Task requirements: Would you please return every line from the listing that contains the word "last"?

Task material:

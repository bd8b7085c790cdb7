//! # Notifications
//!
//! User-facing toasts. Fire-and-forget: callers never look at a result.
//!
//! ```text
//! CartEngine / commands ──notify(kind, title, message)──► Notifier
//!                                                          ├── TracingNotifier   (logs)
//!                                                          ├── RecordingNotifier (tests, shell)
//!                                                          └── (A, B)            (both)
//! ```

use std::sync::{Arc, Mutex, PoisonError};

use serde::Serialize;
use tracing::{info, warn};

use bite_core::NotificationKind;

/// A single toast.
#[derive(Debug, Clone, PartialEq, Eq, Serialize)]
#[serde(rename_all = "camelCase")]
pub struct Notification {
    pub kind: NotificationKind,
    pub title: String,
    pub message: String,
}

/// Sink for user-facing notifications.
pub trait Notifier: Send + Sync {
    fn notify(&self, kind: NotificationKind, title: &str, message: &str);

    fn success(&self, title: &str, message: &str) {
        self.notify(NotificationKind::Success, title, message);
    }

    fn destructive(&self, title: &str, message: &str) {
        self.notify(NotificationKind::Destructive, title, message);
    }
}

/// Writes notifications to the log.
#[derive(Debug, Clone, Copy, Default)]
pub struct TracingNotifier;

impl Notifier for TracingNotifier {
    fn notify(&self, kind: NotificationKind, title: &str, message: &str) {
        match kind {
            NotificationKind::Success => info!(title, message, "notification"),
            NotificationKind::Destructive => warn!(title, message, "notification"),
        }
    }
}

/// Keeps every notification in memory.
///
/// The shell drains it after each command to print toasts; tests inspect it.
/// Clones share the same buffer.
#[derive(Debug, Clone, Default)]
pub struct RecordingNotifier {
    seen: Arc<Mutex<Vec<Notification>>>,
}

impl RecordingNotifier {
    pub fn new() -> Self {
        Self::default()
    }

    /// Everything recorded so far.
    pub fn all(&self) -> Vec<Notification> {
        self.seen
            .lock()
            .unwrap_or_else(PoisonError::into_inner)
            .clone()
    }

    /// Takes and clears everything recorded so far.
    pub fn drain(&self) -> Vec<Notification> {
        std::mem::take(&mut *self.seen.lock().unwrap_or_else(PoisonError::into_inner))
    }

    pub fn last(&self) -> Option<Notification> {
        self.seen
            .lock()
            .unwrap_or_else(PoisonError::into_inner)
            .last()
            .cloned()
    }
}

impl Notifier for RecordingNotifier {
    fn notify(&self, kind: NotificationKind, title: &str, message: &str) {
        self.seen
            .lock()
            .unwrap_or_else(PoisonError::into_inner)
            .push(Notification {
                kind,
                title: title.to_string(),
                message: message.to_string(),
            });
    }
}

/// Sends every notification to both sinks.
impl<A: Notifier, B: Notifier> Notifier for (A, B) {
    fn notify(&self, kind: NotificationKind, title: &str, message: &str) {
        self.0.notify(kind, title, message);
        self.1.notify(kind, title, message);
    }
}

#[cfg(test)]
mod tests {
    use super::*;

    #[test]
    fn test_recording_notifier_drain() {
        let notifier = RecordingNotifier::new();
        let handle = notifier.clone();

        notifier.success("Added to Cart", "Pizza has been added to your cart.");
        notifier.destructive("Item Unavailable", "Soup is currently not available.");

        assert_eq!(handle.all().len(), 2);
        assert_eq!(
            handle.last().map(|n| n.kind),
            Some(NotificationKind::Destructive)
        );

        let drained = handle.drain();
        assert_eq!(drained[0].title, "Added to Cart");
        assert!(notifier.all().is_empty());
    }

    #[test]
    fn test_pair_forwards_to_both() {
        let first = RecordingNotifier::new();
        let second = RecordingNotifier::new();
        let pair = (first.clone(), (second.clone(), TracingNotifier));

        pair.success("Address Validated", "Your delivery address has been confirmed.");

        assert_eq!(first.all(), second.all());
        assert_eq!(first.all().len(), 1);
    }
}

Result of the exercise:
    pub fn last(&self) -> Option<Notification> {
            .last()
            handle.last().map(|n| n.kind),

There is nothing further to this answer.